--- SUPPLIED ENTRIES ---

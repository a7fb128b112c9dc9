//! End-to-end pipeline tests: backlog records → sample history → run
//! controller → forecast report.

use chrono::{TimeZone, Utc};

use backlog_forecast::prelude::*;

fn record(day: u32, count: u64) -> BacklogRecord {
    BacklogRecord {
        when: Utc.with_ymd_and_hms(2024, 6, day, 0, 0, 0).unwrap(),
        count,
    }
}

fn test_config(iterations: u64, workers: usize) -> SimulationConfig {
    SimulationConfig {
        iterations,
        bucket_size_seconds: 86_400,
        time_limit_seconds: 3_600,
        increasing_failure_threshold_ratio: 0.1,
        increasing_failure_ratio: 0.5,
        divergence_multiplier: 3,
        workers,
    }
}

#[test]
fn steadily_draining_history_forecasts_completion() {
    // 100 open issues, ten resolved per day, observed daily.
    let records: Vec<BacklogRecord> = (1..=11)
        .map(|day| record(day, 100 - 10 * (u64::from(day) - 1)))
        .collect();
    let history = SampleHistory::from_records(records).unwrap();
    assert_eq!(history.anchor().count, 0, "series drained to zero");

    // Anchor at zero: every iteration succeeds instantly with duration 0.
    let runner = SimulationRunner::new(test_config(1_000, 2));
    let dist = runner.run_parallel(&history.source()).unwrap();
    assert_eq!(dist.success_count(), 1_000);
    assert_eq!(dist.failure_count(), 0);
    assert!((dist.average().unwrap() - 0.0).abs() < f64::EPSILON);
}

#[test]
fn open_backlog_estimate_lands_in_plausible_range() {
    // 60 open issues, resolving 10..15 per day across the observed window.
    let counts = [120_u64, 110, 95, 85, 70, 60];
    let records: Vec<BacklogRecord> = counts
        .iter()
        .enumerate()
        .map(|(i, &count)| record(u32::try_from(i).unwrap() + 1, count))
        .collect();
    let history = SampleHistory::from_records(records).unwrap();
    assert_eq!(history.anchor().count, 60);

    let runner = SimulationRunner::new(test_config(2_000, 4));
    let dist = runner.run_parallel(&history.source()).unwrap();

    assert_eq!(dist.success_count(), 2_000);
    assert_eq!(dist.failure_count(), 0);

    // Drain rates span 10–15/day, so 60 issues take 4 to 6 simulated days;
    // every walk ends on a whole-day bucket inside that window.
    let median = dist.median(true).unwrap();
    assert!(median >= 4.0 * 86_400.0, "median {median} too low");
    assert!(median <= 6.0 * 86_400.0, "median {median} too high");
}

#[test]
fn growing_backlog_aborts_and_still_summarizes() {
    // Backlog grows every day: every iteration diverges, the run aborts
    // once the warm-up window has passed.
    let records: Vec<BacklogRecord> = (1..=6).map(|day| record(day, 40 + 10 * u64::from(day))).collect();
    let history = SampleHistory::from_records(records).unwrap();

    let runner = SimulationRunner::new(test_config(100, 1));
    let err = runner.run_parallel(&history.source()).unwrap_err();

    match &err {
        RunError::IncreasingBacklog {
            partial,
            completed_runs,
        } => {
            assert_eq!(*completed_runs, 11, "sequential abort fires at run 11");
            assert_eq!(partial.failure_count(), 11);
            assert_eq!(partial.success_count(), 0);
        }
        RunError::Timeout { .. } => panic!("expected IncreasingBacklog abort"),
    }

    // The aborted run still produces a usable (estimate-less) report.
    let outcome: std::result::Result<Distribution, RunError> = Err(err);
    let report = ForecastReport::from_outcome(&outcome, 100, true, Utc::now());
    assert_eq!(report.aborted, Some(AbortKind::IncreasingBacklog));
    assert_eq!(report.median_seconds, None);
    assert_eq!(report.estimated_completion, None);
    assert!(report.summary_line().contains("aborted (increasing_backlog)"));
}

#[test]
fn exhausted_budget_aborts_with_partial_distribution() {
    let counts = [80_u64, 75, 72, 66, 60];
    let records: Vec<BacklogRecord> = counts
        .iter()
        .enumerate()
        .map(|(i, &count)| record(u32::try_from(i).unwrap() + 1, count))
        .collect();
    let history = SampleHistory::from_records(records).unwrap();

    let mut config = test_config(1_000_000, 2);
    config.time_limit_seconds = 0;
    let runner = SimulationRunner::new(config);

    let err = runner.run_parallel(&history.source()).unwrap_err();
    match &err {
        RunError::Timeout { partial, .. } => {
            assert!(partial.failure_count() >= 1);
            assert!(
                partial.total_runs() < 1_000_000,
                "abort must stop new iterations"
            );
        }
        RunError::IncreasingBacklog { .. } => panic!("expected Timeout abort"),
    }

    let report = ForecastReport::from_outcome(&Err(err), 1_000_000, true, Utc::now());
    assert_eq!(report.aborted, Some(AbortKind::Timeout));
}

#[test]
fn json_history_file_drives_full_pipeline() {
    let dir = tempfile::tempdir().unwrap();
    let path = dir.path().join("history.json");
    std::fs::write(
        &path,
        r#"[
            {"when": "2024-06-01T00:00:00Z", "count": 30},
            {"when": "2024-06-02T00:00:00Z", "count": 20},
            {"when": "2024-06-03T00:00:00Z", "count": 10}
        ]"#,
    )
    .unwrap();

    let history = SampleHistory::load_json(&path).unwrap();
    let runner = SimulationRunner::new(test_config(500, 2));
    let outcome = runner.run_parallel(&history.source());

    let generated_at = Utc.with_ymd_and_hms(2024, 6, 3, 0, 0, 0).unwrap();
    let report = ForecastReport::from_outcome(&outcome, 500, true, generated_at);

    assert_eq!(report.aborted, None);
    assert_eq!(report.success_count, 500);
    // Uniform 10-per-day drain from 10 open issues: exactly one day.
    assert_eq!(report.median_seconds, Some(86_400.0));
    assert_eq!(
        report.estimated_completion,
        Some(Utc.with_ymd_and_hms(2024, 6, 4, 0, 0, 0).unwrap())
    );

    let value = report.to_json();
    assert_eq!(value["success_count"], 500);
    assert_eq!(value["aborted"], serde_json::Value::Null);
}

#[test]
fn run_events_are_logged_across_the_pipeline() {
    let dir = tempfile::tempdir().unwrap();
    let log_path = dir.path().join("runs.jsonl");
    let logger = RunLogger::open(&log_path);

    let history =
        SampleHistory::from_records(vec![record(1, 20), record(2, 10), record(3, 0)]).unwrap();
    let runner = SimulationRunner::new(test_config(200, 1));

    logger.run_started(200);
    let outcome = runner.run_parallel(&history.source());
    let report = ForecastReport::from_outcome(&outcome, 200, true, Utc::now());
    logger.run_finished(&report, 7);
    logger.flush();

    let contents = std::fs::read_to_string(&log_path).unwrap();
    let events: Vec<serde_json::Value> = contents
        .lines()
        .map(|line| serde_json::from_str(line).unwrap())
        .collect();
    assert_eq!(events.len(), 2);
    assert_eq!(events[0]["event"], "run_started");
    assert_eq!(events[1]["event"], "run_completed");
    assert_eq!(events[1]["success_count"], 200);
}

#[test]
fn sequential_and_parallel_controllers_agree_on_deterministic_history() {
    // A single transition draws deterministically, so both controllers
    // produce the identical distribution.
    let history = SampleHistory::from_records(vec![record(1, 75), record(2, 50)]).unwrap();

    let mut sequential_source = history.source();
    let sequential = SimulationRunner::new(test_config(64, 1))
        .run(&mut sequential_source)
        .unwrap();
    let parallel = SimulationRunner::new(test_config(64, 4))
        .run_parallel(&history.source())
        .unwrap();

    assert_eq!(sequential, parallel);
    assert_eq!(sequential.success_count(), 64);
    // 50 open at 25/day: two draws of one day each.
    assert_eq!(sequential.buckets().get(&172_800), Some(&64));
}

#[test]
fn derived_estimate_wrappers_propagate_abort() {
    let records: Vec<BacklogRecord> = (1..=4).map(|day| record(day, 10 * u64::from(day))).collect();
    let history = SampleHistory::from_records(records).unwrap();

    let runner = SimulationRunner::new(test_config(100, 1));
    let mut source = history.source();
    match runner.run_median(&mut source, true) {
        Err(EstimateError::Run(RunError::IncreasingBacklog { .. })) => {}
        other => panic!("expected propagated IncreasingBacklog abort, got {other:?}"),
    }
}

---

• EXERCISE GOAL: In the listing above, locate each line with "draws" and copy it.

• EXERCISE RESULT:
    // A single transition draws deterministically, so both controllers
    // 50 open at 25/day: two draws of one day each.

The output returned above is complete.